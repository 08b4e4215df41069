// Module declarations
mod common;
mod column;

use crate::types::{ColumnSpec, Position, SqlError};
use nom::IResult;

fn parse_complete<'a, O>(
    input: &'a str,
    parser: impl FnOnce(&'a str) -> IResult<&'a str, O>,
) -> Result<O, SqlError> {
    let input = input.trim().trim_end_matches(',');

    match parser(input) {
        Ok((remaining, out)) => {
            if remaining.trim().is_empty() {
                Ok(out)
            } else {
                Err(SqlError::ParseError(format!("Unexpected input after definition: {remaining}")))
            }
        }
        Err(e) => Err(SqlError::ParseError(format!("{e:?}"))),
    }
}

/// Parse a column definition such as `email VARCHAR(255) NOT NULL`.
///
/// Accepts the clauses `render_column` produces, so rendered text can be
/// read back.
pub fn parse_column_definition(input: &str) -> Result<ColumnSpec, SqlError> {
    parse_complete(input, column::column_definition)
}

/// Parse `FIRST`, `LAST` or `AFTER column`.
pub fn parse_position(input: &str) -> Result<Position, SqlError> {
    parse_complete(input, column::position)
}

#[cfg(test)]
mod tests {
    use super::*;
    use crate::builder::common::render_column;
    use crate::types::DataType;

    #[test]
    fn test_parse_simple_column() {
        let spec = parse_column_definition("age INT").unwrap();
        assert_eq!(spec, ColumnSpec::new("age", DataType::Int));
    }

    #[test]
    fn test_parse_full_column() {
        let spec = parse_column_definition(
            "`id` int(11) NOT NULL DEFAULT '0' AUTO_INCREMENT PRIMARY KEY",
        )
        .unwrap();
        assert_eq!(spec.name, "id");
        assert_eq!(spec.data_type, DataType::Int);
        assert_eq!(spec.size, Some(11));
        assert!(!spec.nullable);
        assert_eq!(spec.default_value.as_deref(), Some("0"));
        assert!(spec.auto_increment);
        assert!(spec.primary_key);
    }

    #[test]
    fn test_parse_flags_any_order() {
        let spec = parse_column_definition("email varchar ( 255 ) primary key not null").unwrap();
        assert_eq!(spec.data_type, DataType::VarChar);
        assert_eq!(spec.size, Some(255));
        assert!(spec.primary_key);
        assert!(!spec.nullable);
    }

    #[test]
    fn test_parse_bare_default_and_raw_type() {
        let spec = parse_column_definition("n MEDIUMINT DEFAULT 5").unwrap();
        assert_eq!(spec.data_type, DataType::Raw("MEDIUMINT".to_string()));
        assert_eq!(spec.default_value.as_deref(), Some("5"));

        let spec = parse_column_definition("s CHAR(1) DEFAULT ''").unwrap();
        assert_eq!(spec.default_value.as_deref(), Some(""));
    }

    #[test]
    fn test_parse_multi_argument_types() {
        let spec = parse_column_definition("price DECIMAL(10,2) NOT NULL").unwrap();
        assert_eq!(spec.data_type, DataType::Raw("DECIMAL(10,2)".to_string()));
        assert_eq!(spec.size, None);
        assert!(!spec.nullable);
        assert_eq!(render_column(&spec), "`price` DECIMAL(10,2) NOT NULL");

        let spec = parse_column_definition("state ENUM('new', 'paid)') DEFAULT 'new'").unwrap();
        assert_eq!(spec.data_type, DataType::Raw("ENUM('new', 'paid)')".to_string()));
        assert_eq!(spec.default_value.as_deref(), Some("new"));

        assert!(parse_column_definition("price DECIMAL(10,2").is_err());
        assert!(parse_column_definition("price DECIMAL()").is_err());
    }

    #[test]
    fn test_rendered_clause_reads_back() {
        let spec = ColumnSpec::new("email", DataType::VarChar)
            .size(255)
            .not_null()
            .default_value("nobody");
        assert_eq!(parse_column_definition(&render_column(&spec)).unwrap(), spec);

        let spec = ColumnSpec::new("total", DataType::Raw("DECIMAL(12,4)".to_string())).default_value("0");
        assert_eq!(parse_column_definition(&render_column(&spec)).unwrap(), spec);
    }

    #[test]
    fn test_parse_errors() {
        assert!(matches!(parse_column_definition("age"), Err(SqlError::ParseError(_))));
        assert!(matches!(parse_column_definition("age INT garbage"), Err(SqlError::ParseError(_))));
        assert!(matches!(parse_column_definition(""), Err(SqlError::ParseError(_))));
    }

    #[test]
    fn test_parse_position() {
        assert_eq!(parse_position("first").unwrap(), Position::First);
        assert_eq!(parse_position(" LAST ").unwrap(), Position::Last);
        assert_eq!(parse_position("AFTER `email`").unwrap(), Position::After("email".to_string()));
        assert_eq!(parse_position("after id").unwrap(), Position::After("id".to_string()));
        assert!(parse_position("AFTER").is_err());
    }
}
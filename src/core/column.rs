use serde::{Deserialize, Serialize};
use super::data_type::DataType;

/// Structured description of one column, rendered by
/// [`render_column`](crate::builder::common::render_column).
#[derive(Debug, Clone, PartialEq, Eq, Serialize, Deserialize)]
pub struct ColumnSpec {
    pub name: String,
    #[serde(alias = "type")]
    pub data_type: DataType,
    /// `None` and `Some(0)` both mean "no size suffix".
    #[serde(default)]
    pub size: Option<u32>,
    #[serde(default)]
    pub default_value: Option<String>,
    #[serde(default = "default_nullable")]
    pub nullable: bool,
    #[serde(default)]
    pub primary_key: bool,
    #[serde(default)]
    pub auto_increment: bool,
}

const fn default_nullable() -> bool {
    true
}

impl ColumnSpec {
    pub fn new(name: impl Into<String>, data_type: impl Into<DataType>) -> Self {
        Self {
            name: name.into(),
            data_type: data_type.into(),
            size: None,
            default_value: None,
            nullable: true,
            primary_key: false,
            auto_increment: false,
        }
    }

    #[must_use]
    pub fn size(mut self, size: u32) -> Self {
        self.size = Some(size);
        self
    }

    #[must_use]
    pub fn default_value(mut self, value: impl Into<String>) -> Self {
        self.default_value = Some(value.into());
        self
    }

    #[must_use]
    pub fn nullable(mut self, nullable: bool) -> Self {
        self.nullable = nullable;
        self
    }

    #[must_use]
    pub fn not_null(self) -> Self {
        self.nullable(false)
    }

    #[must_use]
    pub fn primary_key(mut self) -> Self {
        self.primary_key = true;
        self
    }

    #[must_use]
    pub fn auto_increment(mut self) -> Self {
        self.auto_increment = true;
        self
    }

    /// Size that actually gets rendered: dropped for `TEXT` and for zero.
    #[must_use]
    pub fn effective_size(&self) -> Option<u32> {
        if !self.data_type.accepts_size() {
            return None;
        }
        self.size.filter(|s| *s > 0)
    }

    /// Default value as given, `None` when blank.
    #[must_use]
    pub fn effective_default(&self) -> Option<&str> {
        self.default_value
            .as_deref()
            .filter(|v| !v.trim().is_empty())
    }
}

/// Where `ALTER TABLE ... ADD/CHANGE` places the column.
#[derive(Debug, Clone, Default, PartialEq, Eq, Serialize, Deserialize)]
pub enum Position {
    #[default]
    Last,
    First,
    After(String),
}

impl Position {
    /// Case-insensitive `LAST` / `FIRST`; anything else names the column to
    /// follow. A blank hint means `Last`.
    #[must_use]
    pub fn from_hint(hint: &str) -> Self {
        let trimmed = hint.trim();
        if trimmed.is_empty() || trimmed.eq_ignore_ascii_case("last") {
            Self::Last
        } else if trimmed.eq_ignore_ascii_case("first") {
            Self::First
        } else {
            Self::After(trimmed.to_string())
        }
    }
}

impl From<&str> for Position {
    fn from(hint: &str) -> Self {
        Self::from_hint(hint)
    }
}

▸ **PROBLEM TO WORK ON**
Could you retype all of the entries, leaving every character unchanged?

▸ **OUTPUT BELOW**
repository 08b4e4215df41069
// Module declarations
mod common;
mod column;

use crate::types::{ColumnSpec, Position, SqlError};
use nom::IResult;

fn parse_complete<'a, O>(
    input: &'a str,
    parser: impl FnOnce(&'a str) -> IResult<&'a str, O>,
) -> Result<O, SqlError> {
    let input = input.trim().trim_end_matches(',');

    match parser(input) {
        Ok((remaining, out)) => {
            if remaining.trim().is_empty() {
                Ok(out)
            } else {
                Err(SqlError::ParseError(format!("Unexpected input after definition: {remaining}")))
            }
        }
        Err(e) => Err(SqlError::ParseError(format!("{e:?}"))),
    }
}

/// Parse a column definition such as `email VARCHAR(255) NOT NULL`.
///
/// Accepts the clauses `render_column` produces, so rendered text can be
/// read back.
pub fn parse_column_definition(input: &str) -> Result<ColumnSpec, SqlError> {
    parse_complete(input, column::column_definition)
}

/// Parse `FIRST`, `LAST` or `AFTER column`.
pub fn parse_position(input: &str) -> Result<Position, SqlError> {
    parse_complete(input, column::position)
}

#[cfg(test)]
mod tests {
    use super::*;
    use crate::builder::common::render_column;
    use crate::types::DataType;

    #[test]
    fn test_parse_simple_column() {
        let spec = parse_column_definition("age INT").unwrap();
        assert_eq!(spec, ColumnSpec::new("age", DataType::Int));
    }

    #[test]
    fn test_parse_full_column() {
        let spec = parse_column_definition(
            "`id` int(11) NOT NULL DEFAULT '0' AUTO_INCREMENT PRIMARY KEY",
        )
        .unwrap();
        assert_eq!(spec.name, "id");
        assert_eq!(spec.data_type, DataType::Int);
        assert_eq!(spec.size, Some(11));
        assert!(!spec.nullable);
        assert_eq!(spec.default_value.as_deref(), Some("0"));
        assert!(spec.auto_increment);
        assert!(spec.primary_key);
    }

    #[test]
    fn test_parse_flags_any_order() {
        let spec = parse_column_definition("email varchar ( 255 ) primary key not null").unwrap();
        assert_eq!(spec.data_type, DataType::VarChar);
        assert_eq!(spec.size, Some(255));
        assert!(spec.primary_key);
        assert!(!spec.nullable);
    }

    #[test]
    fn test_parse_bare_default_and_raw_type() {
        let spec = parse_column_definition("n MEDIUMINT DEFAULT 5").unwrap();
        assert_eq!(spec.data_type, DataType::Raw("MEDIUMINT".to_string()));
        assert_eq!(spec.default_value.as_deref(), Some("5"));

        let spec = parse_column_definition("s CHAR(1) DEFAULT ''").unwrap();
        assert_eq!(spec.default_value.as_deref(), Some(""));
    }

    #[test]
    fn test_parse_multi_argument_types() {
        let spec = parse_column_definition("price DECIMAL(10,2) NOT NULL").unwrap();
        assert_eq!(spec.data_type, DataType::Raw("DECIMAL(10,2)".to_string()));
        assert_eq!(spec.size, None);
        assert!(!spec.nullable);
        assert_eq!(render_column(&spec), "`price` DECIMAL(10,2) NOT NULL");

        let spec = parse_column_definition("state ENUM('new', 'paid)') DEFAULT 'new'").unwrap();
        assert_eq!(spec.data_type, DataType::Raw("ENUM('new', 'paid)')".to_string()));
        assert_eq!(spec.default_value.as_deref(), Some("new"));

        assert!(parse_column_definition("price DECIMAL(10,2").is_err());
        assert!(parse_column_definition("price DECIMAL()").is_err());
    }

    #[test]
    fn test_rendered_clause_reads_back() {
        let spec = ColumnSpec::new("email", DataType::VarChar)
            .size(255)
            .not_null()
            .default_value("nobody");
        assert_eq!(parse_column_definition(&render_column(&spec)).unwrap(), spec);

        let spec = ColumnSpec::new("total", DataType::Raw("DECIMAL(12,4)".to_string())).default_value("0");
        assert_eq!(parse_column_definition(&render_column(&spec)).unwrap(), spec);
    }

    #[test]
    fn test_parse_errors() {
        assert!(matches!(parse_column_definition("age"), Err(SqlError::ParseError(_))));
        assert!(matches!(parse_column_definition("age INT garbage"), Err(SqlError::ParseError(_))));
        assert!(matches!(parse_column_definition(""), Err(SqlError::ParseError(_))));
    }

    #[test]
    fn test_parse_position() {
        assert_eq!(parse_position("first").unwrap(), Position::First);
        assert_eq!(parse_position(" LAST ").unwrap(), Position::Last);
        assert_eq!(parse_position("AFTER `email`").unwrap(), Position::After("email".to_string()));
        assert_eq!(parse_position("after id").unwrap(), Position::After("id".to_string()));
        assert!(parse_position("AFTER").is_err());
    }
}
filename src/core/column.rs
use serde::{Deserialize, Serialize};
use super::data_type::DataType;

/// Structured description of one column, rendered by
/// [`render_column`](crate::builder::common::render_column).
#[derive(Debug, Clone, PartialEq, Eq, Serialize, Deserialize)]
pub struct ColumnSpec {
    pub name: String,
    #[serde(alias = "type")]
    pub data_type: DataType,
    /// `None` and `Some(0)` both mean "no size suffix".
    #[serde(default)]
    pub size: Option<u32>,
    #[serde(default)]
    pub default_value: Option<String>,
    #[serde(default = "default_nullable")]
    pub nullable: bool,
    #[serde(default)]
    pub primary_key: bool,
    #[serde(default)]
    pub auto_increment: bool,
}

const fn default_nullable() -> bool {
    true
}

impl ColumnSpec {
    pub fn new(name: impl Into<String>, data_type: impl Into<DataType>) -> Self {
        Self {
            name: name.into(),
            data_type: data_type.into(),
            size: None,
            default_value: None,
            nullable: true,
            primary_key: false,
            auto_increment: false,
        }
    }

    #[must_use]
    pub fn size(mut self, size: u32) -> Self {
        self.size = Some(size);
        self
    }

    #[must_use]
    pub fn default_value(mut self, value: impl Into<String>) -> Self {
        self.default_value = Some(value.into());
        self
    }

    #[must_use]
    pub fn nullable(mut self, nullable: bool) -> Self {
        self.nullable = nullable;
        self
    }

    #[must_use]
    pub fn not_null(self) -> Self {
        self.nullable(false)
    }

    #[must_use]
    pub fn primary_key(mut self) -> Self {
        self.primary_key = true;
        self
    }

    #[must_use]
    pub fn auto_increment(mut self) -> Self {
        self.auto_increment = true;
        self
    }

    /// Size that actually gets rendered: dropped for `TEXT` and for zero.
    #[must_use]
    pub fn effective_size(&self) -> Option<u32> {
        if !self.data_type.accepts_size() {
            return None;
        }
        self.size.filter(|s| *s > 0)
    }

    /// Default value as given, `None` when blank.
    #[must_use]
    pub fn effective_default(&self) -> Option<&str> {
        self.default_value
            .as_deref()
            .filter(|v| !v.trim().is_empty())
    }
}

/// Where `ALTER TABLE ... ADD/CHANGE` places the column.
#[derive(Debug, Clone, Default, PartialEq, Eq, Serialize, Deserialize)]
pub enum Position {
    #[default]
    Last,
    First,
    After(String),
}

impl Position {
    /// Case-insensitive `LAST` / `FIRST`; anything else names the column to
    /// follow. A blank hint means `Last`.
    #[must_use]
    pub fn from_hint(hint: &str) -> Self {
        let trimmed = hint.trim();
        if trimmed.is_empty() || trimmed.eq_ignore_ascii_case("last") {
            Self::Last
        } else if trimmed.eq_ignore_ascii_case("first") {
            Self::First
        } else {
            Self::After(trimmed.to_string())
        }
    }
}

impl From<&str> for Position {
    fn from(hint: &str) -> Self {
        Self::from_hint(hint)
    }
}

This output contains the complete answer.